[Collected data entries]

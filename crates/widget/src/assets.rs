//! Embedded widget assets.

use crate::document::{AssetError, Document};

/// Widget markup.
pub const INDEX_HTML: &str = include_str!("../assets/index.html");

/// Widget stylesheet.
pub const STYLE_CSS: &str = include_str!("../assets/style.css");

/// Mount the embedded markup and stylesheet.
pub fn mount() -> Result<Document, AssetError> {
    Document::mount(INDEX_HTML, STYLE_CSS)
}

#[cfg(test)]
mod tests {
    use super::*;
    use crate::projector::{HEATER_GAUGE, HEATER_TEXT, TANK_GAUGE};
    use crate::sink::UiSink;

    #[test]
    fn embedded_markup_has_every_bound_element() {
        let mut doc = mount().unwrap();
        for selector in [HEATER_GAUGE, HEATER_TEXT, TANK_GAUGE] {
            assert!(
                doc.query_selector(selector).is_some(),
                "{selector} missing from index.html"
            );
        }
    }

    #[test]
    fn stylesheet_drives_gauges_from_percentage_variable() {
        let doc = mount().unwrap();
        assert!(doc.stylesheet().contains("var(--percentage)"));
    }
}
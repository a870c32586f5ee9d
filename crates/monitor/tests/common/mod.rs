//! Scripted hub and sleeper fakes shared by the engine and supervisor tests.

#![allow(dead_code)]

use std::collections::VecDeque;
use std::sync::{Arc, Mutex};
use std::time::Duration;

use gaugesync_core::reading::Thresholds;
use gaugesync_hass::{ChangeEvent, EventStream, HubClient, HubError, SensorReading};
use gaugesync_monitor::engine::SyncEngine;
use gaugesync_monitor::supervisor::Sleeper;
use gaugesync_widget::{assets, Document, StateProjector, WidgetBinding};

pub const HEATER_ID: &str = "sensor.geyser_charge";
pub const TANK_ID: &str = "sensor.tank_level";

/// Events delivered by one opened stream, in order.
pub type StreamScript = Vec<Result<ChangeEvent, HubError>>;

#[derive(Default)]
struct HubState {
    check_error: Option<HubError>,
    baselines: VecDeque<Result<Vec<SensorReading>, HubError>>,
    streams: VecDeque<Result<StreamScript, HubError>>,
    calls: Vec<String>,
    closes: usize,
}

/// Hub fake driven by per-cycle scripts.
///
/// Unscripted baselines return no readings; an unscripted stream open
/// fails; a stream that runs out of events reports `StreamClosed`.
#[derive(Clone, Default)]
pub struct FakeHub {
    state: Arc<Mutex<HubState>>,
}

impl FakeHub {
    pub fn new() -> Self {
        Self::default()
    }

    pub fn fail_check(self, error: HubError) -> Self {
        self.state.lock().unwrap().check_error = Some(error);
        self
    }

    pub fn baseline(self, readings: Result<Vec<SensorReading>, HubError>) -> Self {
        self.state.lock().unwrap().baselines.push_back(readings);
        self
    }

    pub fn stream(self, events: Result<StreamScript, HubError>) -> Self {
        self.state.lock().unwrap().streams.push_back(events);
        self
    }

    /// Every hub call in order.
    pub fn calls(&self) -> Vec<String> {
        self.state.lock().unwrap().calls.clone()
    }

    pub fn closes(&self) -> usize {
        self.state.lock().unwrap().closes
    }

    fn record(&self, call: impl Into<String>) {
        self.state.lock().unwrap().calls.push(call.into());
    }
}

impl HubClient for FakeHub {
    type Stream = FakeStream;

    async fn check_api(&self) -> Result<(), HubError> {
        self.record("check_api");
        match self.state.lock().unwrap().check_error.take() {
            Some(e) => Err(e),
            None => Ok(()),
        }
    }

    async fn fetch_readings(&self, domain: &str) -> Result<Vec<SensorReading>, HubError> {
        self.record(format!("fetch_readings:{domain}"));
        self.state
            .lock()
            .unwrap()
            .baselines
            .pop_front()
            .unwrap_or_else(|| Ok(Vec::new()))
    }

    async fn open_event_stream(&self) -> Result<FakeStream, HubError> {
        self.record("open_event_stream");
        let script = self
            .state
            .lock()
            .unwrap()
            .streams
            .pop_front()
            .unwrap_or_else(|| Err(HubError::Protocol("no stream scripted".into())))?;

        Ok(FakeStream {
            events: script.into(),
            hub: self.clone(),
        })
    }
}

pub struct FakeStream {
    events: VecDeque<Result<ChangeEvent, HubError>>,
    hub: FakeHub,
}

impl EventStream for FakeStream {
    async fn next_changed_state(&mut self) -> Result<ChangeEvent, HubError> {
        self.hub.record("next_changed_state");
        self.events
            .pop_front()
            .unwrap_or(Err(HubError::StreamClosed))
    }

    async fn close(self) -> Result<(), HubError> {
        self.hub.record("close");
        self.hub.state.lock().unwrap().closes += 1;
        Ok(())
    }
}

/// Sleeper that returns immediately and remembers what it was asked.
#[derive(Clone, Default)]
pub struct RecordingSleeper {
    slept: Arc<Mutex<Vec<Duration>>>,
}

impl RecordingSleeper {
    pub fn slept(&self) -> Vec<Duration> {
        self.slept.lock().unwrap().clone()
    }
}

impl Sleeper for RecordingSleeper {
    async fn sleep(&self, duration: Duration) {
        self.slept.lock().unwrap().push(duration);
    }
}

pub fn reading(id: &str, value: &str) -> SensorReading {
    SensorReading {
        id: id.to_string(),
        value: value.to_string(),
    }
}

pub fn state_changed(id: &str, value: &str) -> Result<ChangeEvent, HubError> {
    event("state_changed", id, value)
}

pub fn event(event_type: &str, id: &str, value: &str) -> Result<ChangeEvent, HubError> {
    Ok(ChangeEvent {
        event_type: event_type.to_string(),
        entity_id: id.to_string(),
        new_value: value.to_string(),
    })
}

pub fn bindings() -> Vec<WidgetBinding> {
    vec![
        WidgetBinding::heater(HEATER_ID, Thresholds::new(30.0, 15.0)),
        WidgetBinding::tank(TANK_ID, Thresholds::new(40.0, 20.0)),
    ]
}

/// Engine over `hub` projecting onto the embedded widget document.
pub fn engine_with(hub: FakeHub, bindings: Vec<WidgetBinding>) -> SyncEngine<FakeHub, Document> {
    let document = assets::mount().expect("embedded assets mount");
    SyncEngine::new(hub, StateProjector::new(bindings, document))
}

pub fn engine(hub: FakeHub) -> SyncEngine<FakeHub, Document> {
    engine_with(hub, bindings())
}
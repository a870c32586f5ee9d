//! `gaugesync-monitor` library crate.
//!
//! Sync engine, supervisor and process setup. The binary entrypoint
//! lives in `main.rs`; the modules are public for integration testing.

pub mod bootstrap;
pub mod config;
pub mod engine;
pub mod error;
pub mod supervisor;
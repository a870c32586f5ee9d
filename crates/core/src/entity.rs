//! Home Assistant entity-id helpers.
//!
//! Entity ids look like `sensor.geyser_charge`: the part before the first
//! `.` is the domain. The hub protocol defines ids this way, so filtering
//! stays a plain string operation.

/// Domain of every entity the widget cares about.
pub const SENSOR_DOMAIN: &str = "sensor";

/// Return the domain prefix of an entity id.
///
/// An id without a `.` is its own domain.
pub fn entity_domain(entity_id: &str) -> &str {
    match entity_id.split_once('.') {
        Some((domain, _)) => domain,
        None => entity_id,
    }
}

/// `true` if `entity_id` belongs to `domain`.
pub fn in_domain(entity_id: &str, domain: &str) -> bool {
    entity_domain(entity_id) == domain
}
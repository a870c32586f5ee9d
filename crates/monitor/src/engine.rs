//! Reconciliation engine.
//!
//! One [`SyncEngine::run_cycle`] call is one full pass: a baseline pull
//! of every sensor state, then an indefinite stream of state changes.
//! The pass ends only when the hub fails, and the error is handed back
//! to the caller. The engine never retries on its own.

use gaugesync_core::entity::{in_domain, SENSOR_DOMAIN};
use gaugesync_hass::{ChangeEvent, EventStream, HubClient, STATE_CHANGED};
use gaugesync_widget::{StateProjector, UiSink};

use crate::error::CycleError;

/// Where the engine is within the current cycle.
#[derive(Debug, Clone, Copy, PartialEq, Eq)]
pub enum SyncPhase {
    /// Pulling the full sensor state.
    Baseline,
    /// Consuming live change events.
    Streaming,
    /// The cycle has ended with an error.
    Failed,
}

/// Keeps the widget in step with the hub.
pub struct SyncEngine<H, S> {
    hub: H,
    projector: StateProjector<S>,
    phase: SyncPhase,
}

impl<H, S> SyncEngine<H, S>
where
    H: HubClient,
    S: UiSink,
{
    pub fn new(hub: H, projector: StateProjector<S>) -> Self {
        Self {
            hub,
            projector,
            phase: SyncPhase::Baseline,
        }
    }

    pub fn phase(&self) -> SyncPhase {
        self.phase
    }

    pub fn hub(&self) -> &H {
        &self.hub
    }

    pub fn projector(&self) -> &StateProjector<S> {
        &self.projector
    }

    /// Run one cycle: baseline, then streaming until the hub fails.
    ///
    /// Always returns the error that ended the cycle; the event
    /// connection, if one was opened, is closed before returning.
    pub async fn run_cycle(&mut self) -> CycleError {
        self.phase = SyncPhase::Baseline;
        if let Err(e) = self.sync_states().await {
            self.phase = SyncPhase::Failed;
            return e;
        }

        self.phase = SyncPhase::Streaming;
        let err = self.listen_states().await;
        self.phase = SyncPhase::Failed;
        err
    }

    async fn sync_states(&mut self) -> Result<(), CycleError> {
        let readings = self
            .hub
            .fetch_readings(SENSOR_DOMAIN)
            .await
            .map_err(CycleError::Baseline)?;

        tracing::info!(count = readings.len(), "Baseline sync");

        for reading in &readings {
            self.projector.apply(&reading.id, &reading.value);
        }
        Ok(())
    }

    async fn listen_states(&mut self) -> CycleError {
        let mut stream = match self.hub.open_event_stream().await {
            Ok(stream) => stream,
            Err(e) => return CycleError::Connect(e),
        };

        let err = loop {
            match stream.next_changed_state().await {
                Ok(event) => self.handle_event(&event),
                Err(e) => break CycleError::Stream(e),
            }
        };

        if let Err(e) = stream.close().await {
            tracing::debug!(error = %e, "Error closing event stream");
        }
        err
    }

    fn handle_event(&mut self, event: &ChangeEvent) {
        if event.event_type != STATE_CHANGED {
            tracing::trace!(event_type = %event.event_type, "Ignoring event");
            return;
        }
        if !in_domain(&event.entity_id, SENSOR_DOMAIN) {
            tracing::trace!(entity_id = %event.entity_id, "Ignoring non-sensor entity");
            return;
        }

        self.projector.apply(&event.entity_id, &event.new_value);
    }
}
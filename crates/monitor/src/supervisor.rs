//! Supervisor loop: cycle, wait, cycle.
//!
//! The first cycle runs immediately. Every later cycle is preceded by
//! the [`RetryPolicy`] delay, slept through an injectable [`Sleeper`] so
//! tests can drive the loop without real time passing.

use std::future::Future;
use std::time::Duration;

use gaugesync_hass::HubClient;
use gaugesync_widget::UiSink;
use rand::Rng;

use crate::engine::SyncEngine;
use crate::error::{CycleError, SetupError};

/// Delay between sync cycles.
#[derive(Debug, Clone, PartialEq, Eq)]
pub struct RetryPolicy {
    /// Fixed wait before every cycle after the first.
    pub delay: Duration,
    /// Upper bound of a random extra wait added to `delay`.
    pub jitter: Duration,
}

impl Default for RetryPolicy {
    fn default() -> Self {
        Self {
            delay: Duration::from_secs(10),
            jitter: Duration::ZERO,
        }
    }
}

impl RetryPolicy {
    /// Delay before the next cycle, jitter included.
    pub fn next_delay(&self) -> Duration {
        let jitter_ms = self.jitter.as_millis() as u64;
        if jitter_ms == 0 {
            return self.delay;
        }
        self.delay + Duration::from_millis(rand::rng().random_range(0..=jitter_ms))
    }
}

/// Source of the inter-cycle wait.
pub trait Sleeper: Send + Sync {
    fn sleep(&self, duration: Duration) -> impl Future<Output = ()> + Send;
}

/// [`Sleeper`] backed by the Tokio timer.
#[derive(Debug, Clone, Copy, Default)]
pub struct TokioSleeper;

impl Sleeper for TokioSleeper {
    async fn sleep(&self, duration: Duration) {
        tokio::time::sleep(duration).await;
    }
}

/// Drives a [`SyncEngine`] forever.
pub struct Supervisor<H, S, Z = TokioSleeper> {
    engine: SyncEngine<H, S>,
    sleeper: Z,
    retry: RetryPolicy,
    cycles: u64,
}

impl<H, S, Z> Supervisor<H, S, Z>
where
    H: HubClient,
    S: UiSink,
    Z: Sleeper,
{
    /// Check the hub is reachable and build the supervisor.
    ///
    /// An unreachable hub is a [`SetupError`]; there is no retry.
    pub async fn start(
        engine: SyncEngine<H, S>,
        sleeper: Z,
        retry: RetryPolicy,
    ) -> Result<Self, SetupError> {
        engine
            .hub()
            .check_api()
            .await
            .map_err(SetupError::Unreachable)?;

        tracing::info!("Hub API reachable");

        Ok(Self {
            engine,
            sleeper,
            retry,
            cycles: 0,
        })
    }

    /// Number of cycles started so far.
    pub fn cycles(&self) -> u64 {
        self.cycles
    }

    pub fn engine(&self) -> &SyncEngine<H, S> {
        &self.engine
    }

    /// Run cycles until the process is terminated.
    pub async fn run(mut self) {
        loop {
            self.step().await;
        }
    }

    /// Wait if this is not the first cycle, then run one cycle.
    ///
    /// Returns the error that ended the cycle after logging it.
    pub async fn step(&mut self) -> CycleError {
        if self.cycles > 0 {
            let delay = self.retry.next_delay();
            tracing::info!(
                delay_ms = delay.as_millis() as u64,
                "Waiting before next sync cycle"
            );
            self.sleeper.sleep(delay).await;
        }

        self.cycles += 1;
        tracing::info!(cycle = self.cycles, "Starting sync cycle");

        let err = self.engine.run_cycle().await;
        tracing::warn!(
            cycle = self.cycles,
            operation = err.operation(),
            error = %err,
            "Sync cycle failed",
        );
        err
    }
}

**Your goal**
Find how many lines above include "HubClient", then write only that count.

**Problem solution**
6